I am going to need to speak to you frankly about what it means to date a brown girl from ChicoPelon Managua, Nicaragua.  Because since I arrived to the USA, you white boys  have been attempting to recolonize my already mestiza (read: colonized)  body, and I have generally avoided truly falling in love with someone who  cannot accept all this brown sugar for one obvious reason: I am a white boy’s nightmare.

The dishes are dirty? Reparations.

I will not  teach you Spanish. People get paid for that type of labor, lots of money.

And I want to understand, though you will never really understand, what it feels like to be an outsider.  I want you to see and feel, even if just for a minute, what my Spanish speaking mami and papi experience in this country.  I want you to have to watch shows like Plaza Sésamo to begin to gain entrance into these spaces that will be foreign to you.
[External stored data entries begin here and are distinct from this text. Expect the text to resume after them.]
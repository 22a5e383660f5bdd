//! Rules deciding when quick replies may be shown.

use engage_core::Enrichment;

use crate::extract::{default_buttons, extract_buttons, filter_discussed};

/// Minimum backend confidence for showing derived options without a domain match.
pub const CONFIDENCE_THRESHOLD: f64 = 0.75;

/// Fixed qualification questions that get a free-text "Other" input.
const BANT_QUESTIONS: &[&str] = &[
    "what is your budget",
    "are you the decision-maker",
    "what is your timeline",
    "what problem are you trying to solve",
    "who else is involved in the decision",
];

/// The enrichment signals that gate derived quick replies.
#[derive(Debug, Clone, Default, PartialEq)]
pub struct OptionsGate {
    pub clarifier_shown: bool,
    pub missing_dims: Vec<String>,
    pub domain_match: Option<bool>,
    pub confidence: Option<f64>,
}

impl OptionsGate {
    pub fn from_enrichment(enrichment: &Enrichment) -> Self {
        Self {
            clarifier_shown: enrichment.clarifier_shown.unwrap_or(false),
            missing_dims: enrichment.missing_dims().to_vec(),
            domain_match: enrichment.domain_match,
            confidence: enrichment.confidence,
        }
    }

    /// A clarifying question is still collecting dimensions.
    pub fn is_clarifying(&self) -> bool {
        self.clarifier_shown && !self.missing_dims.is_empty()
    }

    /// Whether options derived from text (or defaults) may be shown.
    pub fn permits_options(&self) -> bool {
        if self.is_clarifying() || !self.missing_dims.is_empty() {
            return false;
        }
        self.domain_match == Some(true)
            || self.confidence.is_some_and(|c| c >= CONFIDENCE_THRESHOLD)
    }
}

/// Choose the quick replies for an assistant message.
///
/// Explicit buttons from the backend are always used as given. Otherwise, if
/// the gate permits, buttons are extracted from `text` and, failing that,
/// taken from the themed defaults; both are filtered against `topics`.
pub fn resolve_buttons(
    explicit: &[String],
    text: &str,
    topics: &[String],
    gate: &OptionsGate,
) -> Vec<String> {
    if !explicit.is_empty() {
        return explicit.to_vec();
    }

    if !gate.permits_options() {
        return Vec::new();
    }

    let extracted = filter_discussed(extract_buttons(text), topics);
    if !extracted.is_empty() {
        return extracted;
    }

    filter_discussed(default_buttons(text), topics)
}

/// Whether `text` asks one of the fixed qualification questions.
pub fn is_bant_question(text: &str) -> bool {
    let normalized = text
        .to_lowercase()
        .replace('\u{2019}', "'")
        .replace("what's", "what is")
        .replace("decision maker", "decision-maker");

    BANT_QUESTIONS.iter().any(|q| normalized.contains(q))
}

#[cfg(test)]
mod tests {
    use super::*;

    fn strings(items: &[&str]) -> Vec<String> {
        items.iter().map(|s| s.to_string()).collect()
    }

    fn confident() -> OptionsGate {
        OptionsGate {
            domain_match: Some(true),
            ..Default::default()
        }
    }

    #[test]
    fn test_gate_from_enrichment() {
        let enrichment = Enrichment {
            clarifier_shown: Some(true),
            missing_dims: Some(strings(&["budget"])),
            confidence: Some(0.9),
            ..Default::default()
        };
        let gate = OptionsGate::from_enrichment(&enrichment);
        assert!(gate.is_clarifying());
        assert!(!gate.permits_options());
    }

    #[test]
    fn test_gate_requires_match_or_confidence() {
        assert!(!OptionsGate::default().permits_options());
        assert!(confident().permits_options());

        let gate = OptionsGate {
            confidence: Some(0.75),
            ..Default::default()
        };
        assert!(gate.permits_options());

        let gate = OptionsGate {
            domain_match: Some(false),
            confidence: Some(0.5),
            ..Default::default()
        };
        assert!(!gate.permits_options());
    }

    #[test]
    fn test_gate_missing_dims_blocks() {
        let gate = OptionsGate {
            missing_dims: strings(&["timeline"]),
            ..confident()
        };
        assert!(!gate.permits_options());
    }

    #[test]
    fn test_explicit_buttons_bypass_gate() {
        let gate = OptionsGate {
            clarifier_shown: true,
            missing_dims: strings(&["budget"]),
            ..Default::default()
        };
        let buttons = resolve_buttons(&strings(&["Yes", "No"]), "- Other", &[], &gate);
        assert_eq!(buttons, vec!["Yes", "No"]);
    }

    #[test]
    fn test_extracted_buttons_when_permitted() {
        let text = "Options:\n- Online booking\n- Payments";
        assert_eq!(
            resolve_buttons(&[], text, &[], &confident()),
            vec!["Online booking", "Payments"]
        );
        assert!(resolve_buttons(&[], text, &[], &OptionsGate::default()).is_empty());
    }

    #[test]
    fn test_topic_suppression() {
        let text = "- Pricing plans\n- Integrations";
        let topics = strings(&["pricing"]);
        assert_eq!(
            resolve_buttons(&[], text, &topics, &confident()),
            vec!["Integrations"]
        );
    }

    #[test]
    fn test_defaults_when_nothing_extracted() {
        let buttons = resolve_buttons(&[], "What is your timeline?", &[], &confident());
        assert_eq!(buttons, strings(&["Immediately", "Within 1 month", "1-3 months", "Just exploring"]));

        let topics = strings(&["immediately", "just exploring"]);
        let buttons = resolve_buttons(&[], "What is your timeline?", &topics, &confident());
        assert_eq!(buttons, strings(&["Within 1 month", "1-3 months"]));
    }

    #[test]
    fn test_bant_question_detection() {
        assert!(is_bant_question("Great! What's your budget for this?"));
        assert!(is_bant_question("Are you the decision maker here?"));
        assert!(is_bant_question("What\u{2019}s your timeline?"));
        assert!(is_bant_question("What problem are you trying to solve?"));
        assert!(is_bant_question("Who else is involved in the decision?"));
        assert!(!is_bant_question("What is your name?"));
    }
}
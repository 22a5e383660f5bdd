//! Error types for engagement operations.

use thiserror::Error;

/// Errors that can occur while talking to the chat backend or client storage.
#[derive(Debug, Error)]
pub enum EngageError {
    /// The request never produced an HTTP response.
    #[error("network error: {0}")]
    Network(String),

    /// The backend answered with a non-success status.
    #[error("API error ({status}): {message}")]
    Api { status: u16, message: String },

    /// The backend payload could not be decoded.
    #[error("decode error: {0}")]
    Decode(String),

    /// Client storage is unavailable or rejected the operation.
    #[error("storage error: {0}")]
    Storage(String),

    /// Invalid or missing configuration.
    #[error("configuration error: {0}")]
    Configuration(String),

    /// An edit targeted something other than a prior user message.
    #[error("message {0} is not an editable user message")]
    InvalidEdit(usize),

    /// The widget has been shut down.
    #[error("widget shut down")]
    ShutDown,
}

impl From<serde_json::Error> for EngageError {
    fn from(err: serde_json::Error) -> Self {
        Self::Decode(err.to_string())
    }
}
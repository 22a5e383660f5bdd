//! Client-side key-value storage.

use std::collections::HashMap;

use async_trait::async_trait;
use tokio::sync::RwLock;

use crate::error::EngageError;

/// Storage key for the persisted session UUID.
pub const SESSION_ID_KEY: &str = "chatSessionId";

/// Storage key for the "has been greeted" flag (`"true"` or absent).
pub const GREETED_KEY: &str = "appointy_has_been_greeted";

/// Storage key for the JSON array of visited page URLs.
pub const VISITED_PAGES_KEY: &str = "appointy_visited_pages";

/// Storage key for the one-shot flag consumed on the next load.
pub const CLEAR_HISTORY_BEFORE_PROACTIVE_KEY: &str = "clearHistoryBeforeProactive";

/// String key-value storage shared across page loads.
///
/// This is the only state that survives a reload. It is read-modify-written
/// without locking, so concurrent clients sharing one store can race.
#[async_trait]
pub trait KeyValueStore: Send + Sync {
    async fn get(&self, key: &str) -> Result<Option<String>, EngageError>;

    async fn set(&self, key: &str, value: &str) -> Result<(), EngageError>;

    async fn remove(&self, key: &str) -> Result<(), EngageError>;
}

/// In-memory store.
///
/// Also models storage that is unavailable altogether (private browsing),
/// where every operation fails.
#[derive(Debug, Default)]
pub struct MemoryStore {
    entries: RwLock<HashMap<String, String>>,
    unavailable: bool,
}

impl MemoryStore {
    /// Create a new empty store.
    pub fn new() -> Self {
        Self::default()
    }

    /// Create a store that rejects every operation.
    pub fn unavailable() -> Self {
        Self {
            entries: RwLock::new(HashMap::new()),
            unavailable: true,
        }
    }

    /// Create a store pre-populated with entries.
    pub fn with_entries<I, K, V>(entries: I) -> Self
    where
        I: IntoIterator<Item = (K, V)>,
        K: Into<String>,
        V: Into<String>,
    {
        Self {
            entries: RwLock::new(
                entries
                    .into_iter()
                    .map(|(k, v)| (k.into(), v.into()))
                    .collect(),
            ),
            unavailable: false,
        }
    }

    /// Number of stored entries.
    pub async fn len(&self) -> usize {
        self.entries.read().await.len()
    }

    pub async fn is_empty(&self) -> bool {
        self.entries.read().await.is_empty()
    }

    fn check(&self) -> Result<(), EngageError> {
        if self.unavailable {
            Err(EngageError::Storage("storage unavailable".to_string()))
        } else {
            Ok(())
        }
    }
}

#[async_trait]
impl KeyValueStore for MemoryStore {
    async fn get(&self, key: &str) -> Result<Option<String>, EngageError> {
        self.check()?;
        Ok(self.entries.read().await.get(key).cloned())
    }

    async fn set(&self, key: &str, value: &str) -> Result<(), EngageError> {
        self.check()?;
        self.entries
            .write()
            .await
            .insert(key.to_string(), value.to_string());
        Ok(())
    }

    async fn remove(&self, key: &str) -> Result<(), EngageError> {
        self.check()?;
        self.entries.write().await.remove(key);
        Ok(())
    }
}

#[cfg(test)]
mod tests {
    use super::*;

    #[tokio::test]
    async fn test_set_get_remove() {
        let store = MemoryStore::new();
        assert_eq!(store.get("k").await.unwrap(), None);

        store.set("k", "v").await.unwrap();
        assert_eq!(store.get("k").await.unwrap().as_deref(), Some("v"));

        store.set("k", "w").await.unwrap();
        assert_eq!(store.get("k").await.unwrap().as_deref(), Some("w"));

        store.remove("k").await.unwrap();
        assert_eq!(store.get("k").await.unwrap(), None);
        assert!(store.is_empty().await);
    }

    #[tokio::test]
    async fn test_with_entries() {
        let store = MemoryStore::with_entries([(GREETED_KEY, "true")]);
        assert_eq!(store.get(GREETED_KEY).await.unwrap().as_deref(), Some("true"));
        assert_eq!(store.len().await, 1);
    }

    #[tokio::test]
    async fn test_unavailable_store_errors() {
        let store = MemoryStore::unavailable();
        assert!(matches!(store.get("k").await, Err(EngageError::Storage(_))));
        assert!(matches!(store.set("k", "v").await, Err(EngageError::Storage(_))));
        assert!(matches!(store.remove("k").await, Err(EngageError::Storage(_))));
    }
}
I will not  tell my friends to take it easy on you. Because you see, my family will embrace you with open arms and "like" you almost too immediately.  There are reasons for that, deep colonized-folk reasons, so my friends will vet you. I want them to ask you if you have a “thing” for Latinas, and now matter what you say they will give you a non-descriptive, "hmm."  I want them to ask you how much of your attraction is a fetish for my cultura, and what you think about capitalism  as a white male. I want to watch you squirm and see your true colors seep  out through your pores, because I am going to need your support when I meet your friends I want to know how much heat you can take.  Your friends will call me “caliente” and   ask me if I  love spicy food, as if ALL LATINX CUISINE IS SPICY!  And even venture to request I speak some Spanish to them. All  this will be a product of your context, and I will not sink.  But I expect you to swim just as furiously when my friends come for your head,  figuratively, because your friends, whether intentionally or not, will  come for my heart  and I will handle it.

I will expect you to say my name, in my accent.  I was born, Priscila Dorcas Mojica   Rodríguez.  One "L" because two makes a "Y" sound in my country, "Priscilla" me one day, I dare you. Not only that but your name will be said properly in all your spaces, and even my  own spaces, so I expect you to at least hold my name, my entire name, with  love and intention.

People in my  community are going to love the color of  your eyes, your baby blue eyes.  It might even inflate your ego, check that at the door.  My communities have been told our entire lives that white features are superior to our own darker ones, wider noses, flatter faces, etc.  Your whiteness is coveted, but that comes at my subjugation and the subjugation of my people.

I may jokingly  call you an “honorary” Nicaraguan, it is a joke.  It is my simplified way of acknowledging that you as a white man dating a Pinolera born woman will have access to things about my culture that you cannot get while visiting on a mission trip or vacationing in my country.  Please do not  repeat this to your friends, nor to any other Latinx you encounter, because the  struggle of being Nica is unique and needs to be lived. Being Nicaraguense  is my birthright, much like having the ability to never fear being stopped by a  cop on a simple traffic citation is yours.

My brownness is  special, and I will talk about my brownness and my food and my cultura with  pride. Understand that this is counter-cultural in a society that wants  me to assimilate. My pride is political here...

And these are just a few things that you will encounter and live-through if you insist on dating a brown girl from ChicoPelon Managua, Nicaragua.